Each line of the listing that includes the string "expect" is to be identified and copied.

__________

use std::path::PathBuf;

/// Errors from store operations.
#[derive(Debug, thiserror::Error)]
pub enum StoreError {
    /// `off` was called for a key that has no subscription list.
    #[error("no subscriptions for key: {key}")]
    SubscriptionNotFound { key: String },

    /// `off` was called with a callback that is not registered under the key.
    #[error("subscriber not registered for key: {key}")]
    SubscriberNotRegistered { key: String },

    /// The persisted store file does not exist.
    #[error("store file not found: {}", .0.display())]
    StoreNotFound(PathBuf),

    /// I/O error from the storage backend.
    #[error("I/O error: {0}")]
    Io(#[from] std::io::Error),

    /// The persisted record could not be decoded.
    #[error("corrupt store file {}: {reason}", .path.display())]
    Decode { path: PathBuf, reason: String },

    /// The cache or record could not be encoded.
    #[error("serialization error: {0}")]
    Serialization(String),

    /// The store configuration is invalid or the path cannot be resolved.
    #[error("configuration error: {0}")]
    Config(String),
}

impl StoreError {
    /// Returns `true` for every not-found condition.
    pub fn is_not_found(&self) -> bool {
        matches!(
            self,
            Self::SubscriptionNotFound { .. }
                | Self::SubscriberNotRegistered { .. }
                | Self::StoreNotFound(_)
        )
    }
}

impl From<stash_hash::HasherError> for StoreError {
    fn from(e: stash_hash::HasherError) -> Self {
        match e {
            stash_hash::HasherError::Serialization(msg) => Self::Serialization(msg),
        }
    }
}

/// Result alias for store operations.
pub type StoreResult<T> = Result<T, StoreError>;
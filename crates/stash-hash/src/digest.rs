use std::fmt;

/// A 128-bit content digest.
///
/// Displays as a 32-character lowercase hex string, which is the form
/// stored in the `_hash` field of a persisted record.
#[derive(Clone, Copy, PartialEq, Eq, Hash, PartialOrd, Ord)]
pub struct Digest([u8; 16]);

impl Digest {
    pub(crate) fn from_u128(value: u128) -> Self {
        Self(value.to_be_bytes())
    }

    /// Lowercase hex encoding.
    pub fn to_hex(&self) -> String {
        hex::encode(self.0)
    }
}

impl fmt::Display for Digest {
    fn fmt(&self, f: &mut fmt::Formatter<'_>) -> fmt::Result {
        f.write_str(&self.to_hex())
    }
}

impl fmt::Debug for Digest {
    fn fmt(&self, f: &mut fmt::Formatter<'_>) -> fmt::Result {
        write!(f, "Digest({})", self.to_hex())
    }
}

__________

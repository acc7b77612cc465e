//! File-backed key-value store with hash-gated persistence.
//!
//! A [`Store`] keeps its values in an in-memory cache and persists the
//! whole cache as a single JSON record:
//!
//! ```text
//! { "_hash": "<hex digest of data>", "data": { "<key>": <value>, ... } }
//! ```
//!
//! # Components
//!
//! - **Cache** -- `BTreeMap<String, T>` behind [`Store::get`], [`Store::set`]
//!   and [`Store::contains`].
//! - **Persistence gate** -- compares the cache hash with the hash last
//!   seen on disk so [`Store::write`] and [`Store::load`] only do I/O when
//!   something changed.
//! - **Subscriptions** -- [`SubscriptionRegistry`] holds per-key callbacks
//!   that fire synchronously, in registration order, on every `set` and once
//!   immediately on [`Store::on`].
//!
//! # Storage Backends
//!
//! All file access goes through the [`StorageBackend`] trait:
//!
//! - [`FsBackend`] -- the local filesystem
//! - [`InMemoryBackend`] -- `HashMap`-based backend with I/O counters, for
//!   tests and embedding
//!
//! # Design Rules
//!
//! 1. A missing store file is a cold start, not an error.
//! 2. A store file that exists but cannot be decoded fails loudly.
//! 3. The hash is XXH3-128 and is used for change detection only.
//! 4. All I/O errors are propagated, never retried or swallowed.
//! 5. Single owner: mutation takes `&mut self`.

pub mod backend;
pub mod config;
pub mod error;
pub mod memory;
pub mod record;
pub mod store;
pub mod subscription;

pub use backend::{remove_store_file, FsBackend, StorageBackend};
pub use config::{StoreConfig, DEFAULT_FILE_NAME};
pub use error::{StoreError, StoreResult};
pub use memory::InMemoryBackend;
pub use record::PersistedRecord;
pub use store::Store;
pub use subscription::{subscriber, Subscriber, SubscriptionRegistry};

__________

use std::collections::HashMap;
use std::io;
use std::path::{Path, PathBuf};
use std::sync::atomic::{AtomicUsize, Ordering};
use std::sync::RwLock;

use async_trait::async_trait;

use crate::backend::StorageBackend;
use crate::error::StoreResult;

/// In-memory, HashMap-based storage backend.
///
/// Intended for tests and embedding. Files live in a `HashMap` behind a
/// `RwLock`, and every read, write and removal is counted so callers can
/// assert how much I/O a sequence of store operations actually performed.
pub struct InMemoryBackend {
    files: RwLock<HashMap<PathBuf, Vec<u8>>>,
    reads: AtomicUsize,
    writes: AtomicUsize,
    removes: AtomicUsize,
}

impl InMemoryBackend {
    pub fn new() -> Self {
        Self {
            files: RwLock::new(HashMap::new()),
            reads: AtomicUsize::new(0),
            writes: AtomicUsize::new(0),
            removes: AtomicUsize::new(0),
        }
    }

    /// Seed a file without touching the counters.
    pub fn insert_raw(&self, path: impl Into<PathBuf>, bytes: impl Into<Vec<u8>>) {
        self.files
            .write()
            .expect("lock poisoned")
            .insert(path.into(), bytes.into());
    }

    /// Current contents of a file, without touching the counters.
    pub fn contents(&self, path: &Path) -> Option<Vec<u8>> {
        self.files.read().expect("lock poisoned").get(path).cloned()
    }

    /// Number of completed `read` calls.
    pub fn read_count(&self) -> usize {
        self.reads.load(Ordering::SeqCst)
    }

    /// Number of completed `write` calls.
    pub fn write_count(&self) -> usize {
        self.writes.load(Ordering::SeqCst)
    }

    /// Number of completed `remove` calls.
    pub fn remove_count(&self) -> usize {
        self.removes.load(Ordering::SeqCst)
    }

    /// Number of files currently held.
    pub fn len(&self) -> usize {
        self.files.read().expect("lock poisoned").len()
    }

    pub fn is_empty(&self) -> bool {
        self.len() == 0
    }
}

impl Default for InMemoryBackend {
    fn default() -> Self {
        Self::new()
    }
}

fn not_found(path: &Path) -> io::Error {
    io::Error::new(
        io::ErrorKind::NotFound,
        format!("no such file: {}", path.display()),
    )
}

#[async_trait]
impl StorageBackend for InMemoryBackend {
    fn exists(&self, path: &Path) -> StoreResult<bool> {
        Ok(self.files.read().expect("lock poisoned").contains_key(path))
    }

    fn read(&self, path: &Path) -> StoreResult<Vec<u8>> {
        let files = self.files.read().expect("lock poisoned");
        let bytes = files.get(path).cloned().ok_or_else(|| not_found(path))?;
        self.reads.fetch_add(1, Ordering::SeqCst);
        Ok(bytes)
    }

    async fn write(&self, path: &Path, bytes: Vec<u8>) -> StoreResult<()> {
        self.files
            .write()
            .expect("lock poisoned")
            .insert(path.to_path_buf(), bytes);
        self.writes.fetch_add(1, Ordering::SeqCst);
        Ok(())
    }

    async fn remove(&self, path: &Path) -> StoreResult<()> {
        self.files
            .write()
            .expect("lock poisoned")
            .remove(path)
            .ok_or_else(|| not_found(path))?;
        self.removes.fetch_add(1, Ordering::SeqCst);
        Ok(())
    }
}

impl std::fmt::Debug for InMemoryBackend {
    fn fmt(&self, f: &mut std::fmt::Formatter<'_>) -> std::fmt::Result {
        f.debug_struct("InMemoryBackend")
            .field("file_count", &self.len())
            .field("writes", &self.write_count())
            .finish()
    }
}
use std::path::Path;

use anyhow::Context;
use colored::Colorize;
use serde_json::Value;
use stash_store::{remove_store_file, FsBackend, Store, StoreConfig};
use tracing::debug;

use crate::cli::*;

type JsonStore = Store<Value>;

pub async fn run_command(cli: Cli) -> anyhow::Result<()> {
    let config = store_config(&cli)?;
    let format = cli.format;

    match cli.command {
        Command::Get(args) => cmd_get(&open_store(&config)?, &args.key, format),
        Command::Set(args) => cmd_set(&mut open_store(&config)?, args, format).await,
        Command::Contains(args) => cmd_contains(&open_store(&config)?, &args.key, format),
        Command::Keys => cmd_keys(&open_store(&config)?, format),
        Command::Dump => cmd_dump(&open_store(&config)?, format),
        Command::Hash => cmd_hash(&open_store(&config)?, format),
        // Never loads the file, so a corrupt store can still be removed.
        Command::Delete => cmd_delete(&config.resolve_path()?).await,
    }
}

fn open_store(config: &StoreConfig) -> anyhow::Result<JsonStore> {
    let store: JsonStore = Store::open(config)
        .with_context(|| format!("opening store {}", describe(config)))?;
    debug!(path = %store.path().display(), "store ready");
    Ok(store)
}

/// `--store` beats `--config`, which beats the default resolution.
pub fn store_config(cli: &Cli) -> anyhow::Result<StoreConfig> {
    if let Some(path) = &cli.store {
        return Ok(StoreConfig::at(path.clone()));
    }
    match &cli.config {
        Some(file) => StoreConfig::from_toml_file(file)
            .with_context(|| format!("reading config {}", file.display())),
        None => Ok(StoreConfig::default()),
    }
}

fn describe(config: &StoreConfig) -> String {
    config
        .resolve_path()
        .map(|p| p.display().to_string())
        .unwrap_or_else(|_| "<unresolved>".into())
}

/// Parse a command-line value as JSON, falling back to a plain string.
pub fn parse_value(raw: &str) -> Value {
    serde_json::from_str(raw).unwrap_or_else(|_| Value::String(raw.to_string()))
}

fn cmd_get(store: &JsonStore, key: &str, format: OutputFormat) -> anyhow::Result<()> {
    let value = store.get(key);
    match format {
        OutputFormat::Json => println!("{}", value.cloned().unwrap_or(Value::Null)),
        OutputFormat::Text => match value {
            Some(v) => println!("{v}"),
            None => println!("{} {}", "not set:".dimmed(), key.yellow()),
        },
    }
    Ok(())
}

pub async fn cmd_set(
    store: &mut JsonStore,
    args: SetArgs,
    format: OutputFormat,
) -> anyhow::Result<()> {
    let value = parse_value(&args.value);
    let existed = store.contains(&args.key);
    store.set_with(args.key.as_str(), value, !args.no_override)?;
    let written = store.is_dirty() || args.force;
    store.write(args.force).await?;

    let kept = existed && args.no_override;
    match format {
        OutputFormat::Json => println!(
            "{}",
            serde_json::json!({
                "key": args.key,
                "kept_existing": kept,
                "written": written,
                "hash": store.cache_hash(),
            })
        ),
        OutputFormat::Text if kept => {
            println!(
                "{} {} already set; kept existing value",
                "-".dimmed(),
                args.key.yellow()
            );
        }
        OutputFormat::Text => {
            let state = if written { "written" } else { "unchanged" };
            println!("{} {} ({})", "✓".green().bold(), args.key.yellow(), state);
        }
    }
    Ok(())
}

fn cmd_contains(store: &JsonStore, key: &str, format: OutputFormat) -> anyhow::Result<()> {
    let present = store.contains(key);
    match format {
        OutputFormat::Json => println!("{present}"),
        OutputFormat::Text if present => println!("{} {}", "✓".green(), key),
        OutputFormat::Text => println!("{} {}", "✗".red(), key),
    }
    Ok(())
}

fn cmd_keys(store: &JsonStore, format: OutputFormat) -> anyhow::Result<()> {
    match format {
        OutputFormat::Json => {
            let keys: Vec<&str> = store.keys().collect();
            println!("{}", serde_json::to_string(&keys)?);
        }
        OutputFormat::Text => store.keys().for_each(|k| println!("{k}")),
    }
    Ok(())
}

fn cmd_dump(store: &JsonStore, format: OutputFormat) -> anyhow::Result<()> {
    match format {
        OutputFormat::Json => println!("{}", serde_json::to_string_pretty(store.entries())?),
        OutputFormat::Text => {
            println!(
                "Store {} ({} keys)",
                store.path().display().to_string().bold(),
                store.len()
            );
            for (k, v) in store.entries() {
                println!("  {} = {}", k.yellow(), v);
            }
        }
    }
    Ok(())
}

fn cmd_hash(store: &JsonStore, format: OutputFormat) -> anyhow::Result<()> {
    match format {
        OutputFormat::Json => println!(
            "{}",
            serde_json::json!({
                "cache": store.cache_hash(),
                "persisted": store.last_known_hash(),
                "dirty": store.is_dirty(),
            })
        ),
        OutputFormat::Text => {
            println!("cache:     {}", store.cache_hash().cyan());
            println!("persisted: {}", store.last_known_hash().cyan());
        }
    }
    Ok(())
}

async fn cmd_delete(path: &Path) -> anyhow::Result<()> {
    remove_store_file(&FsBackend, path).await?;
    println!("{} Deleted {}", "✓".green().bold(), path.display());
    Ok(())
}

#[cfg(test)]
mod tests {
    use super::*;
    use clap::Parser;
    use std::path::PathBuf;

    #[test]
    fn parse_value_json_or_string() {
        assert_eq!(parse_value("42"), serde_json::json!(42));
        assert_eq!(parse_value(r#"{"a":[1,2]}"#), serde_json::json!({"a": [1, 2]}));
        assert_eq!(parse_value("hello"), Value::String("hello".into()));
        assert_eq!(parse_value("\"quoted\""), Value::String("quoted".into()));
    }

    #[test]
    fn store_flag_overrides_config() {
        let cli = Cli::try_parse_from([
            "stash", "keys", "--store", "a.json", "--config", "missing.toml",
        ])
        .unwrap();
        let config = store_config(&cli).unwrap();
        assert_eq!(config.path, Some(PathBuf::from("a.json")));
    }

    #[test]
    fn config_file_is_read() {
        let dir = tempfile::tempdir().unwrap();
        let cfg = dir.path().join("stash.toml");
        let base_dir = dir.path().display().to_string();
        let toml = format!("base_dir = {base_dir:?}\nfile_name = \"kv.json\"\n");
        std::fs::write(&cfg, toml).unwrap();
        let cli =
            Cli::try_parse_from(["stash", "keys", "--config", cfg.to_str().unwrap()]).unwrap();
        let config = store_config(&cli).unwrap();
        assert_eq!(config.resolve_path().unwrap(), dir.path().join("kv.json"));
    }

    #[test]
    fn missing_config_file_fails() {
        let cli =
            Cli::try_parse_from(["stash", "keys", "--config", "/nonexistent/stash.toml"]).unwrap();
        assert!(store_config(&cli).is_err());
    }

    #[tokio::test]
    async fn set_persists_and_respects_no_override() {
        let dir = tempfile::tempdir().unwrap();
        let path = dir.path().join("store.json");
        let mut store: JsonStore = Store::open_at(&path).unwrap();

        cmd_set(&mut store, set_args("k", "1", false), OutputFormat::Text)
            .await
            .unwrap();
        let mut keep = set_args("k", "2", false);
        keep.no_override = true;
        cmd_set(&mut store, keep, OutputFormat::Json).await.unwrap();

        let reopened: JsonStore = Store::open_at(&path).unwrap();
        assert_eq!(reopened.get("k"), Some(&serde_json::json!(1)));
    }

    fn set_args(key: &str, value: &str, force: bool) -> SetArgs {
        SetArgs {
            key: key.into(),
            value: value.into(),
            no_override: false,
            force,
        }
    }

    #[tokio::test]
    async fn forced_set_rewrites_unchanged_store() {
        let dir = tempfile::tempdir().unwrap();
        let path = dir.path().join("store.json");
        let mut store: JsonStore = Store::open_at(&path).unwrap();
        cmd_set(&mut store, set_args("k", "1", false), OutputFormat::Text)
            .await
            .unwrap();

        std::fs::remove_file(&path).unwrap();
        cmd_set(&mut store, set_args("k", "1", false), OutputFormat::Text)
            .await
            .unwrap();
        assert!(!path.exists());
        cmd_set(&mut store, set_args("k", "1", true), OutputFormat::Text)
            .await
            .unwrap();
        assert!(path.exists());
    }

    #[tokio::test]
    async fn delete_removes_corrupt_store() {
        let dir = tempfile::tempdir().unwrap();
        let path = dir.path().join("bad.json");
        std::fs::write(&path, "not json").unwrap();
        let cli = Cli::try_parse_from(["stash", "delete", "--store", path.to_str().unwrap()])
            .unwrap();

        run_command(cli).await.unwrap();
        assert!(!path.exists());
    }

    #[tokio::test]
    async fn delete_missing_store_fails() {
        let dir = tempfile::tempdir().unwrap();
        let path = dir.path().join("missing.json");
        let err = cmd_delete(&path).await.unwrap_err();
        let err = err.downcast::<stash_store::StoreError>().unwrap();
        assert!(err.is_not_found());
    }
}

__________

* **RESPONSE**:
            .expect("lock poisoned")
        self.files.read().expect("lock poisoned").get(path).cloned()
        self.files.read().expect("lock poisoned").len()
        Ok(self.files.read().expect("lock poisoned").contains_key(path))
        let files = self.files.read().expect("lock poisoned");
            .expect("lock poisoned")
            .expect("lock poisoned")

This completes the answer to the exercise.